======== RECORDS ========

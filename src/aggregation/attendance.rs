//! 考勤聚合
//!
//! 按学生、按分组对考勤记录做分组统计，并按 70% 阈值划分缺勤者。
//! 分组都保持记录的首次出现顺序，缺勤名单对外就是这个顺序。

use std::collections::HashMap;

use chrono::{DateTime, NaiveDate, Utc};

use super::round2;
use crate::models::attendance::entities::{AttendanceRecord, AttendanceStatus};

/// 出勤率低于这个百分比即为缺勤者
pub const DEFAULTER_THRESHOLD: f64 = 70.0;

/// 单个学生的考勤统计
#[derive(Debug, Clone, PartialEq)]
pub struct StudentAttendanceStat {
    pub student_id: i64,
    pub total: usize,
    pub present: usize,
}

impl StudentAttendanceStat {
    pub fn percentage(&self) -> f64 {
        attendance_percentage(self.present, self.total)
    }
}

/// 单个分组的考勤统计
#[derive(Debug, Clone, PartialEq)]
pub struct DivisionAttendanceStat {
    pub division_id: i64,
    pub total_records: usize,
    pub present_count: usize,
}

impl DivisionAttendanceStat {
    pub fn percentage(&self) -> f64 {
        attendance_percentage(self.present_count, self.total_records)
    }
}

/// 出勤百分比，保留两位小数，空记录集为 0
pub fn attendance_percentage(present: usize, total: usize) -> f64 {
    if total == 0 {
        return 0.0;
    }
    round2(present as f64 / total as f64 * 100.0)
}

/// 一批记录的出勤百分比
pub fn percentage_of_records(records: &[AttendanceRecord]) -> f64 {
    let present = records
        .iter()
        .filter(|r| r.status == AttendanceStatus::Present)
        .count();
    attendance_percentage(present, records.len())
}

/// 按学生分组统计，保持学生在记录里的首次出现顺序
pub fn per_student_stats(records: &[AttendanceRecord]) -> Vec<StudentAttendanceStat> {
    let mut index: HashMap<i64, usize> = HashMap::new();
    let mut stats: Vec<StudentAttendanceStat> = Vec::new();

    for record in records {
        let slot = *index.entry(record.student_id).or_insert_with(|| {
            stats.push(StudentAttendanceStat {
                student_id: record.student_id,
                total: 0,
                present: 0,
            });
            stats.len() - 1
        });
        stats[slot].total += 1;
        if record.status == AttendanceStatus::Present {
            stats[slot].present += 1;
        }
    }

    stats
}

/// 按分组统计，保持分组在记录里的首次出现顺序
pub fn per_division_stats(records: &[AttendanceRecord]) -> Vec<DivisionAttendanceStat> {
    let mut index: HashMap<i64, usize> = HashMap::new();
    let mut stats: Vec<DivisionAttendanceStat> = Vec::new();

    for record in records {
        let slot = *index.entry(record.division_id).or_insert_with(|| {
            stats.push(DivisionAttendanceStat {
                division_id: record.division_id,
                total_records: 0,
                present_count: 0,
            });
            stats.len() - 1
        });
        stats[slot].total_records += 1;
        if record.status == AttendanceStatus::Present {
            stats[slot].present_count += 1;
        }
    }

    stats
}

pub fn is_defaulter(percentage: f64) -> bool {
    percentage < DEFAULTER_THRESHOLD
}

/// 缺勤比例：在全体学生上统计（零记录学生也是缺勤者，0% < 70%）
pub fn defaulter_ratio(student_ids: &[i64], records: &[AttendanceRecord]) -> (i64, i64) {
    let stats = per_student_stats(records);
    let by_student: HashMap<i64, &StudentAttendanceStat> =
        stats.iter().map(|s| (s.student_id, s)).collect();

    let mut defaulters = 0i64;
    for id in student_ids {
        let percentage = by_student.get(id).map(|s| s.percentage()).unwrap_or(0.0);
        if is_defaulter(percentage) {
            defaulters += 1;
        }
    }

    (defaulters, student_ids.len() as i64 - defaulters)
}

/// 解析 "YYYY-MM" 格式的月份参数
pub fn parse_month(month: &str) -> Option<(i32, u32)> {
    let (year, month_num) = month.split_once('-')?;
    let year = year.parse::<i32>().ok()?;
    let month_num = month_num.parse::<u32>().ok()?;
    if !(1..=12).contains(&month_num) {
        return None;
    }
    Some((year, month_num))
}

/// 自然月的时间窗口：[1 号 00:00:00, 最后一天 23:59:59]
pub fn month_bounds(year: i32, month: u32) -> Option<(DateTime<Utc>, DateTime<Utc>)> {
    let first = NaiveDate::from_ymd_opt(year, month, 1)?;
    let next_month_first = if month == 12 {
        NaiveDate::from_ymd_opt(year + 1, 1, 1)?
    } else {
        NaiveDate::from_ymd_opt(year, month + 1, 1)?
    };
    let last = next_month_first.pred_opt()?;

    let start = first.and_hms_opt(0, 0, 0)?.and_utc();
    let end = last.and_hms_opt(23, 59, 59)?.and_utc();
    Some((start, end))
}

/// 把任意时间归一到当天零点（考勤记录的自然键按天存）
pub fn normalize_to_midnight(datetime: DateTime<Utc>) -> DateTime<Utc> {
    datetime
        .date_naive()
        .and_hms_opt(0, 0, 0)
        .expect("midnight is always a valid time")
        .and_utc()
}

#[cfg(test)]
mod tests {
    use super::*;
    use chrono::{Datelike, TimeZone};

    fn record(student_id: i64, division_id: i64, day: u32, status: AttendanceStatus) -> AttendanceRecord {
        AttendanceRecord {
            id: 0,
            student_id,
            year: "First Year".to_string(),
            branch: "CSE".to_string(),
            division_id,
            date: Utc.with_ymd_and_hms(2024, 4, day, 0, 0, 0).unwrap(),
            status,
            reason: String::new(),
            recorded_by: 1,
        }
    }

    #[test]
    fn test_percentage_bounds() {
        assert_eq!(attendance_percentage(0, 0), 0.0);
        assert_eq!(attendance_percentage(0, 10), 0.0);
        assert_eq!(attendance_percentage(10, 10), 100.0);
        assert_eq!(attendance_percentage(1, 3), 33.33);
    }

    #[test]
    fn test_present_present_absent_late_is_fifty() {
        // Late 不算出勤
        let records = vec![
            record(1, 1, 1, AttendanceStatus::Present),
            record(1, 1, 2, AttendanceStatus::Present),
            record(1, 1, 3, AttendanceStatus::Absent),
            record(1, 1, 4, AttendanceStatus::Late),
        ];
        assert_eq!(percentage_of_records(&records), 50.0);
    }

    #[test]
    fn test_per_student_stats_preserve_first_seen_order() {
        let records = vec![
            record(3, 1, 1, AttendanceStatus::Present),
            record(1, 1, 1, AttendanceStatus::Absent),
            record(3, 1, 2, AttendanceStatus::Absent),
            record(2, 1, 1, AttendanceStatus::Present),
        ];
        let stats = per_student_stats(&records);
        let order: Vec<i64> = stats.iter().map(|s| s.student_id).collect();
        assert_eq!(order, vec![3, 1, 2]);
        assert_eq!(stats[0].total, 2);
        assert_eq!(stats[0].present, 1);
    }

    #[test]
    fn test_defaulter_threshold_is_strict() {
        assert!(is_defaulter(69.99));
        assert!(!is_defaulter(70.0));
        assert!(is_defaulter(0.0));
    }

    #[test]
    fn test_defaulter_ratio_counts_zero_record_students() {
        // 10 个学生：1、2、3 出勤率低于 70%（其中 3 没有任何记录），其余 7 人达标
        let mut records = Vec::new();
        for day in 1..=10 {
            // 学生 1、2 各出勤 5/10
            let status = if day <= 5 {
                AttendanceStatus::Present
            } else {
                AttendanceStatus::Absent
            };
            records.push(record(1, 1, day, status));
            records.push(record(2, 1, day, status));
            // 学生 4..=10 全勤
            for id in 4..=10 {
                records.push(record(id, 1, day, AttendanceStatus::Present));
            }
        }
        let population: Vec<i64> = (1..=10).collect();
        let (defaulters, non_defaulters) = defaulter_ratio(&population, &records);
        assert_eq!(defaulters, 3);
        assert_eq!(non_defaulters, 7);
    }

    #[test]
    fn test_per_division_lifetime_stats() {
        let records = vec![
            record(1, 7, 1, AttendanceStatus::Present),
            record(2, 7, 1, AttendanceStatus::Absent),
            record(3, 9, 1, AttendanceStatus::Present),
            record(1, 7, 2, AttendanceStatus::Present),
        ];
        let stats = per_division_stats(&records);
        assert_eq!(stats.len(), 2);
        assert_eq!(stats[0].division_id, 7);
        assert_eq!(stats[0].total_records, 3);
        assert_eq!(stats[0].present_count, 2);
        assert_eq!(stats[0].percentage(), 66.67);
        assert_eq!(stats[1].percentage(), 100.0);
    }

    #[test]
    fn test_parse_month() {
        assert_eq!(parse_month("2024-04"), Some((2024, 4)));
        assert_eq!(parse_month("2024-12"), Some((2024, 12)));
        assert_eq!(parse_month("2024-13"), None);
        assert_eq!(parse_month("2024"), None);
        assert_eq!(parse_month("april"), None);
    }

    #[test]
    fn test_month_bounds() {
        let (start, end) = month_bounds(2024, 4).unwrap();
        assert_eq!(start, Utc.with_ymd_and_hms(2024, 4, 1, 0, 0, 0).unwrap());
        assert_eq!(end, Utc.with_ymd_and_hms(2024, 4, 30, 23, 59, 59).unwrap());

        // 闰年二月与跨年十二月
        let (_, feb_end) = month_bounds(2024, 2).unwrap();
        assert_eq!(feb_end.day(), 29);
        let (_, dec_end) = month_bounds(2023, 12).unwrap();
        assert_eq!(dec_end, Utc.with_ymd_and_hms(2023, 12, 31, 23, 59, 59).unwrap());
    }

    #[test]
    fn test_normalize_to_midnight() {
        let ts = Utc.with_ymd_and_hms(2024, 4, 15, 13, 45, 12).unwrap();
        assert_eq!(
            normalize_to_midnight(ts),
            Utc.with_ymd_and_hms(2024, 4, 15, 0, 0, 0).unwrap()
        );
    }
}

========

Your task for the entries above: copy exactly the span starting with the line with "学生 4..=10 全勤" and going on through the line with "assert_eq!(feb_end.day(), 29);", both lines included, and nothing else.

            // 学生 4..=10 全勤
            for id in 4..=10 {
                records.push(record(id, 1, day, AttendanceStatus::Present));
            }
        }
        let population: Vec<i64> = (1..=10).collect();
        let (defaulters, non_defaulters) = defaulter_ratio(&population, &records);
        assert_eq!(defaulters, 3);
        assert_eq!(non_defaulters, 7);
    }

    #[test]
    fn test_per_division_lifetime_stats() {
        let records = vec![
            record(1, 7, 1, AttendanceStatus::Present),
            record(2, 7, 1, AttendanceStatus::Absent),
            record(3, 9, 1, AttendanceStatus::Present),
            record(1, 7, 2, AttendanceStatus::Present),
        ];
        let stats = per_division_stats(&records);
        assert_eq!(stats.len(), 2);
        assert_eq!(stats[0].division_id, 7);
        assert_eq!(stats[0].total_records, 3);
        assert_eq!(stats[0].present_count, 2);
        assert_eq!(stats[0].percentage(), 66.67);
        assert_eq!(stats[1].percentage(), 100.0);
    }

    #[test]
    fn test_parse_month() {
        assert_eq!(parse_month("2024-04"), Some((2024, 4)));
        assert_eq!(parse_month("2024-12"), Some((2024, 12)));
        assert_eq!(parse_month("2024-13"), None);
        assert_eq!(parse_month("2024"), None);
        assert_eq!(parse_month("april"), None);
    }

    #[test]
    fn test_month_bounds() {
        let (start, end) = month_bounds(2024, 4).unwrap();
        assert_eq!(start, Utc.with_ymd_and_hms(2024, 4, 1, 0, 0, 0).unwrap());
        assert_eq!(end, Utc.with_ymd_and_hms(2024, 4, 30, 23, 59, 59).unwrap());

        // 闰年二月与跨年十二月
        let (_, feb_end) = month_bounds(2024, 2).unwrap();
        assert_eq!(feb_end.day(), 29);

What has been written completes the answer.